Nothing outside the range below should be printed. Output exactly the lines from the line with "filename src/conflicts/mod.rs" to the line with "larger or smaller", both included.

━━━━━━━━

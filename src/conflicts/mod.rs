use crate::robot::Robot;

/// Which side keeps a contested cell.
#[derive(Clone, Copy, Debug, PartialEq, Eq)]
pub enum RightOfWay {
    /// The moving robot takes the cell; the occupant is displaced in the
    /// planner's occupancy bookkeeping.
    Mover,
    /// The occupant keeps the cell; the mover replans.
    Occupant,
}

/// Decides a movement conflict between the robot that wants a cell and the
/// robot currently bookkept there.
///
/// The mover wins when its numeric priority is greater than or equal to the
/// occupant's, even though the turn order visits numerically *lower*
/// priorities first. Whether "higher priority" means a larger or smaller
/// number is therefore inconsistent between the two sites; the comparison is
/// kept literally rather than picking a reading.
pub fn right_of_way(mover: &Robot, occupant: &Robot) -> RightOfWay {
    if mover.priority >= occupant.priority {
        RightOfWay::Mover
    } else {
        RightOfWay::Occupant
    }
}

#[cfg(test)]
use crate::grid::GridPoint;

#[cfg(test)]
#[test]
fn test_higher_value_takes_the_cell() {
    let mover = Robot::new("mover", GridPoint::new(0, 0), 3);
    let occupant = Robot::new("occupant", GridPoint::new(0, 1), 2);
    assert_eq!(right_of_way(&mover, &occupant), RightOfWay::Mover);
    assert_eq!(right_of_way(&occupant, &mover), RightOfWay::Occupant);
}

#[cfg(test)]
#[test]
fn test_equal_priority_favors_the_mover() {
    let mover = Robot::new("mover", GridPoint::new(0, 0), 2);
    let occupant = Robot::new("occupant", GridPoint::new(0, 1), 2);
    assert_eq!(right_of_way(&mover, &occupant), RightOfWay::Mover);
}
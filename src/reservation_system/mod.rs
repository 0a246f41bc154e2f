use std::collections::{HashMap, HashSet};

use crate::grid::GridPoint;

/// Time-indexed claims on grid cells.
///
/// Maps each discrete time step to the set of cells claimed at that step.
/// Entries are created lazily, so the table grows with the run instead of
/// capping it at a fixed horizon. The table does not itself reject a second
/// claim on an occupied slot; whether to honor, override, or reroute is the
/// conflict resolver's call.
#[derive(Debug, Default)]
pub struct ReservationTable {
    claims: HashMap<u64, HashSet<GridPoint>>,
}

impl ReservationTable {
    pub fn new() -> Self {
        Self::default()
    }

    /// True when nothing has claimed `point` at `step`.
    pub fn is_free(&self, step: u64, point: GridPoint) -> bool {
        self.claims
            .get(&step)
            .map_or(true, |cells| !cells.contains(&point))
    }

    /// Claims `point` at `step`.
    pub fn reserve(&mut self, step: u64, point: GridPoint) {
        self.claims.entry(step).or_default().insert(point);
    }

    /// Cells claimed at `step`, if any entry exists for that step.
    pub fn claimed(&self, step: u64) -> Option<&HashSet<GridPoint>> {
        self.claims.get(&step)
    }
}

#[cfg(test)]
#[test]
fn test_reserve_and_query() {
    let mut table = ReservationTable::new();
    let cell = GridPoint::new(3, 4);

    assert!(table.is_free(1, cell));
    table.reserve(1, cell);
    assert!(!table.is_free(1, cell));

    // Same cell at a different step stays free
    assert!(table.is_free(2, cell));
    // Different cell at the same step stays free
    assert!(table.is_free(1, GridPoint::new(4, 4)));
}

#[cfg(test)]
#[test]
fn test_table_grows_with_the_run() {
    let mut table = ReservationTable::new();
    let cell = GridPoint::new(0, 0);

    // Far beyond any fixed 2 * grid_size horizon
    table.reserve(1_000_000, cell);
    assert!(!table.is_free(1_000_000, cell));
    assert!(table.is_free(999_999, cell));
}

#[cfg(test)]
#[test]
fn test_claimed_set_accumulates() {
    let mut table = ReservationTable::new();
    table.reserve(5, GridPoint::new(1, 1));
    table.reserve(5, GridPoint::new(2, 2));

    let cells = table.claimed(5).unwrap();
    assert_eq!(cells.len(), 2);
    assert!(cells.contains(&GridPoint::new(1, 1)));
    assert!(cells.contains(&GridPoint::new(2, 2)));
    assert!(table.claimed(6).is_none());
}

━━━━━━━━

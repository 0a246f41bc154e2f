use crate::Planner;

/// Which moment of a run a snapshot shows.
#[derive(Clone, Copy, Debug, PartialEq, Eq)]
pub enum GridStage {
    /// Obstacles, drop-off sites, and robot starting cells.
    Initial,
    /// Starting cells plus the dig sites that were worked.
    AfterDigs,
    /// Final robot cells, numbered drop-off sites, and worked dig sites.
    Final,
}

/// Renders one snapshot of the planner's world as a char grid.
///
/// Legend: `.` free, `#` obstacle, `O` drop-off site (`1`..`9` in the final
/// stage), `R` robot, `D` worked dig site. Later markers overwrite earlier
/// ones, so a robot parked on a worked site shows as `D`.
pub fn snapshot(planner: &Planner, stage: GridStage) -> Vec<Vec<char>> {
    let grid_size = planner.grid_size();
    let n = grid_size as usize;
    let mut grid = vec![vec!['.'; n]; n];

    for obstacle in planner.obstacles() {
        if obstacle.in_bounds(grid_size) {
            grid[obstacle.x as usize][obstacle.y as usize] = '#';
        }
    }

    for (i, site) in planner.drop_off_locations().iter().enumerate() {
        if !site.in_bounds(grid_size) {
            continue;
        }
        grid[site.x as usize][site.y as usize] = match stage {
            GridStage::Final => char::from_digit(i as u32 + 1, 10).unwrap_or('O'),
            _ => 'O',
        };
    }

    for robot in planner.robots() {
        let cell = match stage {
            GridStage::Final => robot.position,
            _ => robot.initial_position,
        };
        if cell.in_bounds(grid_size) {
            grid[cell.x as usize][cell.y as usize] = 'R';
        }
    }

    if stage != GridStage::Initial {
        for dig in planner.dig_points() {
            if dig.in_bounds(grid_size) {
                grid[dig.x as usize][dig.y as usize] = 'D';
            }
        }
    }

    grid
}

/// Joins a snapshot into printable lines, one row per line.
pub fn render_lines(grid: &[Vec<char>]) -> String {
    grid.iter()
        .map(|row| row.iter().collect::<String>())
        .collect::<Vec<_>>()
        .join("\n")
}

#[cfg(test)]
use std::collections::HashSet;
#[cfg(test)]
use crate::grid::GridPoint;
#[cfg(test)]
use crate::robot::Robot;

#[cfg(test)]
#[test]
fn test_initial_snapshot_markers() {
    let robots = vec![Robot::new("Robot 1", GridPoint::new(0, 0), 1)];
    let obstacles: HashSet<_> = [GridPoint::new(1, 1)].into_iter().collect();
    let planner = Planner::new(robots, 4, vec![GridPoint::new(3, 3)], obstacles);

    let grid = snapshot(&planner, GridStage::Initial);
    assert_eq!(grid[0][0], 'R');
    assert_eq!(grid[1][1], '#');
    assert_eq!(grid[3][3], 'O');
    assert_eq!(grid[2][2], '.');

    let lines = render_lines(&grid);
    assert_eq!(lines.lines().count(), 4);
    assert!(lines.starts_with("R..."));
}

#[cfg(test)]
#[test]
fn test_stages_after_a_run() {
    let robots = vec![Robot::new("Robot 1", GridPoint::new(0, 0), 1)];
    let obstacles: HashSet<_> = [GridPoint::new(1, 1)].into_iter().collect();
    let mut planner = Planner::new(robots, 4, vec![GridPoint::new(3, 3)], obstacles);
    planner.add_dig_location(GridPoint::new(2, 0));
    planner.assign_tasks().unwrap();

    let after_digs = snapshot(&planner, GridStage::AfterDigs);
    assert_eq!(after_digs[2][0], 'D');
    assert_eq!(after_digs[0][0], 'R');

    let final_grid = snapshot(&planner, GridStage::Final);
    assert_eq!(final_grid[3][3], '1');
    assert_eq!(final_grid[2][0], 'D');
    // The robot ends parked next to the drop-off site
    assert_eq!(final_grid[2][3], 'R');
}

━━━━━━━━

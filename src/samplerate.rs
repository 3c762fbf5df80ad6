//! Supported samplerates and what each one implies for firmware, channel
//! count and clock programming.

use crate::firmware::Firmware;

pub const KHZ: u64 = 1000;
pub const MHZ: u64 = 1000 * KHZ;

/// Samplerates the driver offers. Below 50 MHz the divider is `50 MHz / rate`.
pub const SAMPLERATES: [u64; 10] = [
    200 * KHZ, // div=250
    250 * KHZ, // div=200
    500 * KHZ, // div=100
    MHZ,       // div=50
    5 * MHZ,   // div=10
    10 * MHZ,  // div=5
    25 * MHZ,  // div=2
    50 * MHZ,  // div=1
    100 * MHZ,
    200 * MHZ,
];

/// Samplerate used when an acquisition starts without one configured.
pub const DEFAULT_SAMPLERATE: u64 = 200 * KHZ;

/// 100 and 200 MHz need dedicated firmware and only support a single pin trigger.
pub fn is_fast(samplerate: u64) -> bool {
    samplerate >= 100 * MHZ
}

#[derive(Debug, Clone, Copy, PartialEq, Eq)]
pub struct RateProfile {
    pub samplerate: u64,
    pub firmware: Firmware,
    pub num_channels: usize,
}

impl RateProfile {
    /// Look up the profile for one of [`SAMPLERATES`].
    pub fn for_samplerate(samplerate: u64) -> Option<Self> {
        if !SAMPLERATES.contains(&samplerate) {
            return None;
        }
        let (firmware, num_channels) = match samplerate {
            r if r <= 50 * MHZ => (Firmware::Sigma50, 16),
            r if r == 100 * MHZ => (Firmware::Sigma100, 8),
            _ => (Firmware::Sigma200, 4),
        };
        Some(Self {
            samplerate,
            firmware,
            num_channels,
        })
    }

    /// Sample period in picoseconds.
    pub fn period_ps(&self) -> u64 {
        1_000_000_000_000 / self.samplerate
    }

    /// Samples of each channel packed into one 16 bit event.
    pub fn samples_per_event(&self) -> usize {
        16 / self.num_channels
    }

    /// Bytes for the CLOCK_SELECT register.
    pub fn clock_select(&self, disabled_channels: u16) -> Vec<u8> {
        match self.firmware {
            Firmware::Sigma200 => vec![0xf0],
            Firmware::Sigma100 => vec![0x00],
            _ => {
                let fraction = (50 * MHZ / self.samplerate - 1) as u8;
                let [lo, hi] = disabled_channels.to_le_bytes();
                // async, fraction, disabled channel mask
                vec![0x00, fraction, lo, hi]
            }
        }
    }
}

━━━━━━━━

● **Solved problem**
filename src/conflicts/mod.rs
use crate::robot::Robot;

/// Which side keeps a contested cell.
#[derive(Clone, Copy, Debug, PartialEq, Eq)]
pub enum RightOfWay {
    /// The moving robot takes the cell; the occupant is displaced in the
    /// planner's occupancy bookkeeping.
    Mover,
    /// The occupant keeps the cell; the mover replans.
    Occupant,
}

/// Decides a movement conflict between the robot that wants a cell and the
/// robot currently bookkept there.
///
/// The mover wins when its numeric priority is greater than or equal to the
/// occupant's, even though the turn order visits numerically *lower*
/// priorities first. Whether "higher priority" means a larger or smaller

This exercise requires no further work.